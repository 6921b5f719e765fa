//! HTTP Pool - the peer set of one node and its server role
//!
//! The pool owns the consistent hash ring over every peer's base URL
//! (including its own) and one `HttpGetter` per peer. Registered with a
//! group as its `PeerPicker`, it routes each key to the owning node; served
//! on a listener, it answers other nodes' lookups from the local registry.

use std::collections::HashMap;
use std::convert::Infallible;
use std::net::SocketAddr;
use std::sync::Arc;
use std::time::Duration;

use http_body_util::Full;
use hyper::body::{Bytes, Incoming};
use hyper::header::{HeaderValue, CONTENT_TYPE};
use hyper::server::conn::http1;
use hyper::service::service_fn;
use hyper::{Request, Response, StatusCode};
use hyper_util::rt::TokioIo;
use parking_lot::Mutex;
use tokio::net::TcpListener;
use tracing::{debug, error, info};

use super::client::HttpGetter;
use super::wire::{GetRequest, GetResponse};
use crate::cache::{
    GroupRegistry, HashFn, HashRing, PeerGetter, PeerPicker, DEFAULT_BASE_PATH, DEFAULT_REPLICAS,
};
use crate::error::{Error, Result};

// =============================================================================
// Configuration
// =============================================================================

/// Configuration for an `HttpPool`
#[derive(Debug, Clone)]
pub struct PoolConfig {
    /// URL prefix for peer requests; must start and end with `/`
    pub base_path: String,

    /// Virtual positions per peer on the hash ring
    pub replicas: usize,

    /// Ring hash; `None` selects CRC-32 (IEEE)
    pub hash_fn: Option<HashFn>,

    /// Per-request timeout for peer fetches; `None` waits indefinitely
    pub request_timeout: Option<Duration>,
}

impl Default for PoolConfig {
    fn default() -> Self {
        Self {
            base_path: DEFAULT_BASE_PATH.to_string(),
            replicas: DEFAULT_REPLICAS,
            hash_fn: None,
            request_timeout: None,
        }
    }
}

impl PoolConfig {
    pub fn validate(&self) -> Result<()> {
        if !self.base_path.starts_with('/') || !self.base_path.ends_with('/') {
            return Err(Error::Config(format!(
                "base path must start and end with '/': {:?}",
                self.base_path
            )));
        }
        if self.replicas == 0 {
            return Err(Error::Config("replicas must be at least 1".to_string()));
        }
        Ok(())
    }
}

// =============================================================================
// Pool
// =============================================================================

struct PoolState {
    ring: HashRing,
    getters: HashMap<String, Arc<HttpGetter>>,
}

/// Peer set and server for one node
pub struct HttpPool {
    /// This node's base URL, e.g. `http://10.0.0.1:8001`
    self_addr: String,
    config: PoolConfig,
    registry: Arc<GroupRegistry>,
    client: reqwest::Client,
    state: Mutex<PoolState>,
}

impl HttpPool {
    /// Create a pool with an empty peer set
    pub fn new(
        self_addr: impl Into<String>,
        registry: Arc<GroupRegistry>,
        config: PoolConfig,
    ) -> Result<Self> {
        config.validate()?;
        let client = HttpGetter::build_client(config.request_timeout)?;
        let state = PoolState {
            ring: HashRing::new(config.replicas, config.hash_fn),
            getters: HashMap::new(),
        };

        Ok(Self {
            self_addr: self_addr.into(),
            config,
            registry,
            client,
            state: Mutex::new(state),
        })
    }

    /// Replace the peer set. `peers` are base URLs and should include this node.
    pub fn set_peers<I, S>(&self, peers: I)
    where
        I: IntoIterator<Item = S>,
        S: AsRef<str>,
    {
        let peers: Vec<String> = peers
            .into_iter()
            .map(|p| p.as_ref().to_string())
            .filter(|p| !p.is_empty())
            .collect();

        let mut ring = HashRing::new(self.config.replicas, self.config.hash_fn);
        ring.add(&peers);

        let getters = peers
            .iter()
            .map(|peer| {
                let getter = HttpGetter::new(peer, &self.config.base_path, self.client.clone());
                (peer.clone(), Arc::new(getter))
            })
            .collect();

        *self.state.lock() = PoolState { ring, getters };
        info!(node = %self.self_addr, peers = ?peers, "peer set updated");
    }

    /// Current peers, sorted
    pub fn peers(&self) -> Vec<String> {
        let mut peers: Vec<String> = self.state.lock().getters.keys().cloned().collect();
        peers.sort();
        peers
    }

    pub fn self_addr(&self) -> &str {
        &self.self_addr
    }

    pub fn base_path(&self) -> &str {
        &self.config.base_path
    }

    // =========================================================================
    // Server role
    // =========================================================================

    /// Answer one peer lookup given its raw request path
    pub async fn respond(&self, path: &str) -> Response<Full<Bytes>> {
        let req = match GetRequest::from_path(path, &self.config.base_path) {
            Ok(req) => req,
            Err(e) => return text_response(StatusCode::BAD_REQUEST, e.to_string()),
        };
        info!(node = %self.self_addr, group = %req.group, key = %req.key, "serving peer request");

        let Some(group) = self.registry.get_group(&req.group) else {
            return text_response(
                StatusCode::NOT_FOUND,
                Error::GroupNotFound(req.group).to_string(),
            );
        };

        match group.get(&req.key).await {
            Ok(view) => {
                let body = GetResponse::new(view.to_bytes()).encode();
                let mut response = Response::new(Full::new(body));
                response.headers_mut().insert(
                    CONTENT_TYPE,
                    HeaderValue::from_static("application/octet-stream"),
                );
                response
            }
            Err(e) => text_response(StatusCode::INTERNAL_SERVER_ERROR, e.to_string()),
        }
    }

    async fn handle(
        self: Arc<Self>,
        req: Request<Incoming>,
    ) -> std::result::Result<Response<Full<Bytes>>, Infallible> {
        Ok(self.respond(req.uri().path()).await)
    }

    /// Serve peer requests on `listener` until accept fails
    pub async fn serve(self: Arc<Self>, listener: TcpListener) -> Result<()> {
        let local = listener.local_addr()?;
        info!(node = %self.self_addr, %local, base_path = %self.config.base_path, "peer server listening");

        loop {
            let (stream, remote) = listener.accept().await?;
            debug!(%remote, "peer connection accepted");
            let io = TokioIo::new(stream);
            let pool = Arc::clone(&self);

            tokio::spawn(async move {
                let service = service_fn(move |req| Arc::clone(&pool).handle(req));
                if let Err(e) = http1::Builder::new().serve_connection(io, service).await {
                    error!("Peer server connection error: {}", e);
                }
            });
        }
    }

    /// Bind `addr` and serve peer requests
    pub async fn run(self: Arc<Self>, addr: &str) -> Result<()> {
        let addr: SocketAddr = addr
            .parse()
            .map_err(|e| Error::Config(format!("Invalid peer server address {}: {}", addr, e)))?;
        let listener = TcpListener::bind(addr).await?;
        self.serve(listener).await
    }
}

impl PeerPicker for HttpPool {
    fn pick_peer(&self, key: &str) -> Option<Arc<dyn PeerGetter>> {
        let state = self.state.lock();
        let peer = state.ring.get(key)?;
        if peer.is_empty() || peer == self.self_addr {
            return None;
        }
        info!(node = %self.self_addr, %peer, key, "pick peer");
        let getter: Arc<dyn PeerGetter> = state.getters.get(peer).cloned()?;
        Some(getter)
    }
}

impl std::fmt::Debug for HttpPool {
    fn fmt(&self, f: &mut std::fmt::Formatter<'_>) -> std::fmt::Result {
        f.debug_struct("HttpPool")
            .field("self_addr", &self.self_addr)
            .field("config", &self.config)
            .field("peers", &self.peers())
            .finish()
    }
}

fn text_response(status: StatusCode, message: String) -> Response<Full<Bytes>> {
    let mut response = Response::new(Full::new(Bytes::from(message)));
    *response.status_mut() = status;
    response.headers_mut().insert(
        CONTENT_TYPE,
        HeaderValue::from_static("text/plain; charset=utf-8"),
    );
    response
}

// =============================================================================
// Tests
// =============================================================================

=====

§ **The problem**
I need every line from the material that contains the word "Mutex".

§ **Finished exercise**
use parking_lot::Mutex;
    state: Mutex<PoolState>,
            state: Mutex::new(state),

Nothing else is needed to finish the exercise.